HISTORY OF SHAHJAHAN
Shah Jahan has left behind an extraordinary architectural legacy. It
was at his command that the Taj Mahal was built in
Agra
in memory of his favorite wife, Mumtaz Mahal. This mausoleum, made of
white marble, took seventeen years to complete, and has intricate carvings
and designs. His "Peacock Throne", which was to have a chequered
history in later years, set the tone for a new era of ceremonial display.

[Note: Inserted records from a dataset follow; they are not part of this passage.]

//! PostgreSQL implementation of UserRepository

use async_trait::async_trait;
use sqlx::{PgPool, Postgres, QueryBuilder};
use tracing::instrument;

use linkhub_core::entities::{User, UserCounts, UserPage, UserQuery, UserWithCounts};
use linkhub_core::error::DomainError;
use linkhub_core::traits::{RepoResult, UserRepository};
use linkhub_core::value_objects::UserId;

use crate::models::{UserModel, UserWithCountsModel};

use super::error::{map_db_error, map_unique_violation};

const USER_COLUMNS: &str =
    "u.id, u.email, u.name, u.username, u.bio, u.avatar, u.theme, u.role, u.is_active, \
     u.created_at, u.updated_at";

/// Select list for users joined with their link and view counts
pub(crate) const USER_WITH_COUNTS_COLUMNS: &str =
    "u.id, u.email, u.name, u.username, u.bio, u.avatar, u.theme, u.role, u.is_active, \
     u.created_at, u.updated_at, \
     (SELECT COUNT(*) FROM links l WHERE l.user_id = u.id) AS link_count, \
     (SELECT COUNT(*) FROM views v WHERE v.user_id = u.id) AS view_count";

/// Map a unique violation on the users table to the field that collided
fn user_conflict(constraint: Option<&str>, on_username: DomainError) -> DomainError {
    match constraint {
        Some("users_email_key") => DomainError::EmailAlreadyExists,
        Some("users_username_key") => on_username,
        _ => DomainError::UniqueViolation,
    }
}

/// Append the role/status/search filters of `query`
fn push_filters(qb: &mut QueryBuilder<'_, Postgres>, query: &UserQuery) {
    qb.push(" WHERE TRUE");

    if let Some(role) = query.role {
        qb.push(" AND u.role = ");
        qb.push_bind(role.as_str());
    }

    if let Some(status) = query.status {
        qb.push(" AND u.is_active = ");
        qb.push_bind(status.matches(true));
    }

    if let Some(term) = query.search_term() {
        let pattern = format!("%{term}%");
        qb.push(" AND (u.name ILIKE ");
        qb.push_bind(pattern.clone());
        qb.push(" OR u.email ILIKE ");
        qb.push_bind(pattern.clone());
        qb.push(" OR u.username ILIKE ");
        qb.push_bind(pattern);
        qb.push(")");
    }
}

/// PostgreSQL implementation of UserRepository
#[derive(Clone)]
pub struct PgUserRepository {
    pool: PgPool,
}

impl PgUserRepository {
    /// Create a new PgUserRepository
    pub fn new(pool: PgPool) -> Self {
        Self { pool }
    }

    async fn find_one(&self, column: &str, value: &str) -> RepoResult<Option<User>> {
        let sql = format!("SELECT {USER_COLUMNS} FROM users u WHERE u.{column} = $1");
        let result = sqlx::query_as::<_, UserModel>(&sql)
            .bind(value)
            .fetch_optional(&self.pool)
            .await
            .map_err(map_db_error)?;

        result.map(User::try_from).transpose()
    }
}

#[async_trait]
impl UserRepository for PgUserRepository {
    #[instrument(skip(self))]
    async fn find_by_id(&self, id: UserId) -> RepoResult<Option<User>> {
        let sql = format!("SELECT {USER_COLUMNS} FROM users u WHERE u.id = $1");
        let result = sqlx::query_as::<_, UserModel>(&sql)
            .bind(id.into_inner())
            .fetch_optional(&self.pool)
            .await
            .map_err(map_db_error)?;

        result.map(User::try_from).transpose()
    }

    #[instrument(skip(self))]
    async fn find_by_email(&self, email: &str) -> RepoResult<Option<User>> {
        self.find_one("email", email).await
    }

    #[instrument(skip(self))]
    async fn find_by_username(&self, username: &str) -> RepoResult<Option<User>> {
        self.find_one("username", username).await
    }

    #[instrument(skip(self))]
    async fn email_exists(&self, email: &str) -> RepoResult<bool> {
        sqlx::query_scalar::<_, bool>("SELECT EXISTS(SELECT 1 FROM users WHERE email = $1)")
            .bind(email)
            .fetch_one(&self.pool)
            .await
            .map_err(map_db_error)
    }

    #[instrument(skip(self))]
    async fn username_taken(&self, username: &str, exclude: Option<UserId>) -> RepoResult<bool> {
        sqlx::query_scalar::<_, bool>(
            r"
            SELECT EXISTS(
                SELECT 1 FROM users
                WHERE username = $1 AND ($2::uuid IS NULL OR id <> $2)
            )
            ",
        )
        .bind(username)
        .bind(exclude.map(UserId::into_inner))
        .fetch_one(&self.pool)
        .await
        .map_err(map_db_error)
    }

    #[instrument(skip(self, user, password_hash), fields(user_id = %user.id))]
    async fn create(&self, user: &User, password_hash: &str) -> RepoResult<()> {
        sqlx::query(
            r"
            INSERT INTO users (id, email, password_hash, name, username, bio, avatar, theme, role,
                               is_active, created_at, updated_at)
            VALUES ($1, $2, $3, $4, $5, $6, $7, $8, $9, $10, $11, $12)
            ",
        )
        .bind(user.id.into_inner())
        .bind(&user.email)
        .bind(password_hash)
        .bind(&user.name)
        .bind(&user.username)
        .bind(&user.bio)
        .bind(&user.avatar)
        .bind(user.theme.as_str())
        .bind(user.role.as_str())
        .bind(user.is_active)
        .bind(user.created_at)
        .bind(user.updated_at)
        .execute(&self.pool)
        .await
        .map_err(|e| {
            map_unique_violation(e, |constraint| {
                user_conflict(constraint, DomainError::UsernameAlreadyExists)
            })
        })?;

        Ok(())
    }

    #[instrument(skip(self, user), fields(user_id = %user.id))]
    async fn update(&self, user: &User) -> RepoResult<()> {
        let result = sqlx::query(
            r"
            UPDATE users
            SET email = $2, name = $3, username = $4, bio = $5, avatar = $6, theme = $7,
                role = $8, is_active = $9, updated_at = $10
            WHERE id = $1
            ",
        )
        .bind(user.id.into_inner())
        .bind(&user.email)
        .bind(&user.name)
        .bind(&user.username)
        .bind(&user.bio)
        .bind(&user.avatar)
        .bind(user.theme.as_str())
        .bind(user.role.as_str())
        .bind(user.is_active)
        .bind(user.updated_at)
        .execute(&self.pool)
        .await
        .map_err(|e| {
            map_unique_violation(e, |constraint| {
                user_conflict(constraint, DomainError::UsernameTaken)
            })
        })?;

        if result.rows_affected() == 0 {
            return Err(DomainError::UserNotFound);
        }

        Ok(())
    }

    #[instrument(skip(self))]
    async fn delete(&self, id: UserId) -> RepoResult<()> {
        // links and views go with the row (ON DELETE CASCADE)
        let result = sqlx::query("DELETE FROM users WHERE id = $1")
            .bind(id.into_inner())
            .execute(&self.pool)
            .await
            .map_err(map_db_error)?;

        if result.rows_affected() == 0 {
            return Err(DomainError::UserNotFound);
        }

        Ok(())
    }

    #[instrument(skip(self))]
    async fn get_password_hash(&self, id: UserId) -> RepoResult<Option<String>> {
        sqlx::query_scalar::<_, String>("SELECT password_hash FROM users WHERE id = $1")
            .bind(id.into_inner())
            .fetch_optional(&self.pool)
            .await
            .map_err(map_db_error)
    }

    #[instrument(skip(self))]
    async fn list(&self, query: &UserQuery) -> RepoResult<UserPage> {
        let mut count_qb = QueryBuilder::<Postgres>::new("SELECT COUNT(*) FROM users u");
        push_filters(&mut count_qb, query);
        let total = count_qb
            .build_query_scalar::<i64>()
            .fetch_one(&self.pool)
            .await
            .map_err(map_db_error)?;

        let mut qb = QueryBuilder::<Postgres>::new(format!(
            "SELECT {USER_WITH_COUNTS_COLUMNS} FROM users u"
        ));
        push_filters(&mut qb, query);
        qb.push(" ORDER BY u.created_at DESC, u.id DESC LIMIT ");
        qb.push_bind(i64::from(query.limit));
        qb.push(" OFFSET ");
        qb.push_bind(query.offset());

        let rows = qb
            .build_query_as::<UserWithCountsModel>()
            .fetch_all(&self.pool)
            .await
            .map_err(map_db_error)?;

        let users = rows
            .into_iter()
            .map(UserWithCounts::try_from)
            .collect::<RepoResult<Vec<_>>>()?;

        Ok(UserPage { users, total })
    }

    #[instrument(skip(self))]
    async fn counts(&self, id: UserId) -> RepoResult<UserCounts> {
        let (links, views) = sqlx::query_as::<_, (i64, i64)>(
            r"
            SELECT
                (SELECT COUNT(*) FROM links WHERE user_id = $1),
                (SELECT COUNT(*) FROM views WHERE user_id = $1)
            ",
        )
        .bind(id.into_inner())
        .fetch_one(&self.pool)
        .await
        .map_err(map_db_error)?;

        Ok(UserCounts { links, views })
    }

    async fn ping(&self) -> RepoResult<()> {
        sqlx::query("SELECT 1")
            .execute(&self.pool)
            .await
            .map(|_| ())
            .map_err(map_db_error)
    }
}
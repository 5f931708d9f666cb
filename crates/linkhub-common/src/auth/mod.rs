//! Authentication utilities

mod password;
mod session;

pub use password::PasswordService;
pub use session::{JwtService, SessionClaims, SessionToken};
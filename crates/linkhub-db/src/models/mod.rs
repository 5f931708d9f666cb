//! Database models - SQLx-compatible structs for PostgreSQL tables

mod link;
mod stats;
mod user;
mod view;

pub use link::LinkModel;
pub use stats::{DailyCountModel, TotalsModel};
pub use user::{UserModel, UserWithCountsModel};
pub use view::ViewModel;
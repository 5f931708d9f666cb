//! Link service
//!
//! Owner-scoped CRUD and reordering of links. The link list is served
//! read-through from the cache; every write invalidates the owner's link
//! list and public page.

use linkhub_cache::CacheKey;
use linkhub_core::{DomainError, Link, LinkId, UserId};
use tracing::{info, instrument, warn};
use validator::Validate;

use crate::dto::{CreateLinkRequest, LinkResponse, ReorderLinksRequest, UpdateLinkRequest};

use super::context::ServiceContext;
use super::error::ServiceResult;

/// Link service
pub struct LinkService<'a> {
    ctx: &'a ServiceContext,
}

impl<'a> LinkService<'a> {
    /// Create a new LinkService
    pub fn new(ctx: &'a ServiceContext) -> Self {
        Self { ctx }
    }

    /// All of the owner's links in display order, active or not
    #[instrument(skip(self))]
    pub async fn list_links(&self, user_id: UserId) -> ServiceResult<Vec<LinkResponse>> {
        let key = CacheKey::Links(user_id);
        if let Some(cached) = self.ctx.cache().get::<Vec<LinkResponse>>(&key).await {
            return Ok(cached);
        }

        let links = self.ctx.link_repo().find_by_user(user_id).await?;
        let response: Vec<LinkResponse> = links.iter().map(LinkResponse::from).collect();

        self.ctx.cache().put(&key, &response).await;
        Ok(response)
    }

    /// Append a link after the owner's current last one
    #[instrument(skip(self, request))]
    pub async fn create_link(
        &self,
        user_id: UserId,
        request: CreateLinkRequest,
    ) -> ServiceResult<LinkResponse> {
        request.validate()?;
        let title = request.title.unwrap_or_default();
        let url = request.url.unwrap_or_default();

        let max_order = self.ctx.link_repo().max_order(user_id).await?;
        let mut link = Link::new(LinkId::new(), user_id, title, url, Link::next_order(max_order));
        if let Some(is_active) = request.is_active {
            link.is_active = is_active;
        }

        self.ctx.link_repo().create(&link).await?;
        info!(link_id = %link.id, order = link.order, "Link created");

        self.invalidate(user_id).await;
        Ok(LinkResponse::from(&link))
    }

    /// Update title, url and optionally the active flag of an owned link
    #[instrument(skip(self, request))]
    pub async fn update_link(
        &self,
        user_id: UserId,
        link_id: LinkId,
        request: UpdateLinkRequest,
    ) -> ServiceResult<LinkResponse> {
        request.validate()?;

        let mut link = self
            .ctx
            .link_repo()
            .find_owned(link_id, user_id)
            .await?
            .ok_or(DomainError::LinkNotFound)?;

        link.title = request.title.unwrap_or_default();
        link.url = request.url.unwrap_or_default();
        if let Some(is_active) = request.is_active {
            link.is_active = is_active;
        }
        link.touch();

        self.ctx.link_repo().update(&link).await?;
        info!(link_id = %link.id, "Link updated");

        self.invalidate(user_id).await;
        Ok(LinkResponse::from(&link))
    }

    /// Delete an owned link
    #[instrument(skip(self))]
    pub async fn delete_link(
        &self,
        user_id: UserId,
        link_id: LinkId,
    ) -> ServiceResult<()> {
        self.ctx.link_repo().delete(link_id, user_id).await?;
        info!(link_id = %link_id, "Link deleted");

        self.invalidate(user_id).await;
        Ok(())
    }

    /// Apply a batch of `(id, order)` pairs atomically
    ///
    /// The batch may cover any subset of the owner's links and order values
    /// need not be unique. A malformed or foreign id fails the whole batch
    /// with "Link not found".
    #[instrument(skip(self, request))]
    pub async fn reorder_links(
        &self,
        user_id: UserId,
        request: ReorderLinksRequest,
    ) -> ServiceResult<()> {
        request.validate()?;
        let entries = request.links.unwrap_or_default();

        let orders = entries
            .iter()
            .map(|entry| {
                entry
                    .id
                    .parse::<LinkId>()
                    .map(|id| (id, entry.order))
                    .map_err(|_| DomainError::LinkNotFound)
            })
            .collect::<Result<Vec<_>, _>>()?;

        self.ctx.link_repo().reorder(user_id, &orders).await?;
        info!(count = orders.len(), "Links reordered");

        self.invalidate(user_id).await;
        Ok(())
    }

    /// Drop the owner's link list and public page. The username is read
    /// back from storage since a session may predate a rename.
    async fn invalidate(&self, user_id: UserId) {
        let mut keys = vec![CacheKey::Links(user_id)];
        match self.ctx.user_repo().find_by_id(user_id).await {
            Ok(Some(user)) => keys.push(CacheKey::PublicPage(user.username)),
            Ok(None) => {}
            Err(e) => warn!(user_id = %user_id, error = %e, "Owner lookup for invalidation failed"),
        }
        self.ctx.cache().invalidate(&keys).await;
    }
}
//! PostgreSQL implementation of StatsRepository

use async_trait::async_trait;
use chrono::{DateTime, Duration, Utc};
use sqlx::PgPool;
use tracing::instrument;

use linkhub_core::entities::{DailyCount, PlatformStats, User, UserWithCounts};
use linkhub_core::traits::{RepoResult, StatsRepository};

use crate::models::{DailyCountModel, TotalsModel, UserModel, UserWithCountsModel};

use super::error::map_db_error;
use super::user::USER_WITH_COUNTS_COLUMNS;

/// PostgreSQL implementation of StatsRepository
#[derive(Clone)]
pub struct PgStatsRepository {
    pool: PgPool,
}

impl PgStatsRepository {
    /// Create a new PgStatsRepository
    pub fn new(pool: PgPool) -> Self {
        Self { pool }
    }

    async fn totals(&self, now: DateTime<Utc>) -> RepoResult<TotalsModel> {
        let window = Duration::days(PlatformStats::ACTIVE_WINDOW_DAYS);

        sqlx::query_as::<_, TotalsModel>(
            r"
            SELECT
                (SELECT COUNT(*) FROM users) AS total_users,
                (SELECT COUNT(*) FROM users WHERE is_active AND updated_at >= $1) AS active_users,
                (SELECT COUNT(*) FROM links) AS total_links,
                (SELECT COUNT(*) FROM views) AS total_views,
                (SELECT COUNT(*) FROM users WHERE created_at >= $1) AS users_last_30d,
                (SELECT COUNT(*) FROM users WHERE created_at >= $2 AND created_at < $1) AS users_prev_30d
            ",
        )
        .bind(now - window)
        .bind(now - window * 2)
        .fetch_one(&self.pool)
        .await
        .map_err(map_db_error)
    }

    async fn recent_users(&self, now: DateTime<Utc>) -> RepoResult<Vec<User>> {
        let rows = sqlx::query_as::<_, UserModel>(
            r"
            SELECT id, email, name, username, bio, avatar, theme, role, is_active,
                   created_at, updated_at
            FROM users
            WHERE created_at >= $1
            ORDER BY created_at DESC
            LIMIT $2
            ",
        )
        .bind(now - Duration::days(PlatformStats::RECENT_WINDOW_DAYS))
        .bind(PlatformStats::LEADERBOARD_SIZE)
        .fetch_all(&self.pool)
        .await
        .map_err(map_db_error)?;

        rows.into_iter().map(User::try_from).collect()
    }

    async fn top_users(&self) -> RepoResult<Vec<UserWithCounts>> {
        let sql = format!(
            "SELECT {USER_WITH_COUNTS_COLUMNS} FROM users u \
             ORDER BY link_count DESC, u.created_at ASC LIMIT $1"
        );
        let rows = sqlx::query_as::<_, UserWithCountsModel>(&sql)
            .bind(PlatformStats::LEADERBOARD_SIZE)
            .fetch_all(&self.pool)
            .await
            .map_err(map_db_error)?;

        rows.into_iter().map(UserWithCounts::try_from).collect()
    }

    async fn daily_signups(&self, now: DateTime<Utc>) -> RepoResult<Vec<DailyCount>> {
        let rows = sqlx::query_as::<_, DailyCountModel>(
            r"
            SELECT (created_at AT TIME ZONE 'UTC')::date AS day, COUNT(*) AS count
            FROM users
            WHERE created_at >= $1
            GROUP BY day
            ORDER BY day ASC
            ",
        )
        .bind(now - Duration::days(PlatformStats::ACTIVE_WINDOW_DAYS))
        .fetch_all(&self.pool)
        .await
        .map_err(map_db_error)?;

        Ok(rows
            .into_iter()
            .map(|row| DailyCount {
                date: row.day,
                count: row.count,
            })
            .collect())
    }
}

#[async_trait]
impl StatsRepository for PgStatsRepository {
    #[instrument(skip(self))]
    async fn platform_stats(&self, now: DateTime<Utc>) -> RepoResult<PlatformStats> {
        let totals = self.totals(now).await?;
        let recent_users = self.recent_users(now).await?;
        let top_users = self.top_users().await?;
        let daily_signups = self.daily_signups(now).await?;

        Ok(PlatformStats {
            total_users: totals.total_users,
            active_users: totals.active_users,
            total_links: totals.total_links,
            total_views: totals.total_views,
            users_last_30d: totals.users_last_30d,
            users_prev_30d: totals.users_prev_30d,
            recent_users,
            top_users,
            daily_signups,
            generated_at: now,
        })
    }
}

It featured precious stones embedded in gold. In 1648, he moved his
court to the newly constructed capital, Shahjahanabad, at Delhi. Shahjahanabad
was a carefully designed courtly city. The emperor's great palace fortress,
Qila Mubarak [Auspicious Fortress], was built on the bank of the river
Yamuna; opposite it stood the grand Mosque, the Jama Masjid, which remains
to this day the largest such structure in India. Shah Jahan kept his
architects and artisans occupied by numerous other ventures.It is certainly
arguable that the Mughal Empire achieved its greatest prosperity under
Shah Jahan. His traditional biographers have suggested that his military
campaigns were organized with diligence, and judging from the hospitals
and rest houses built in his reign, he appears not to have been devoid
of a social conscience. He is said to have donated liberally to the
poor and dispensed justice fairly. Poetry and music flourished in his
reign. Yet it is indisputably clear that he had to exhaust the revenues
of the state, and tax the peasants at exorbitant rates, to satisfy his
craving for monunmental architecture. Nor was he as religiously tolerant
as Akbar or Jahangir and it has been argued that some Hindu temples
were destroyed in his reign. In 1658, Shah Jahan became very ill and,
not unpredictably, a violent battle for succession broke out between
his four sons, Dara Shikoh, Murad, Aurangzeb and Shuja. Though Shah
Jahan favored the liberal Dara Shikoh, who championed a syncretistic
Hindu-Muslim culture, it was Aurangzeb who eventually triumphed in the
succession struggle by methodically eliminating his brothers. Aurangzeb
captured Shah Jahan on 8 June 1658, and had him jailed at the Agra Fort,
from where the old emperor could look wistfully at the glorious Taj.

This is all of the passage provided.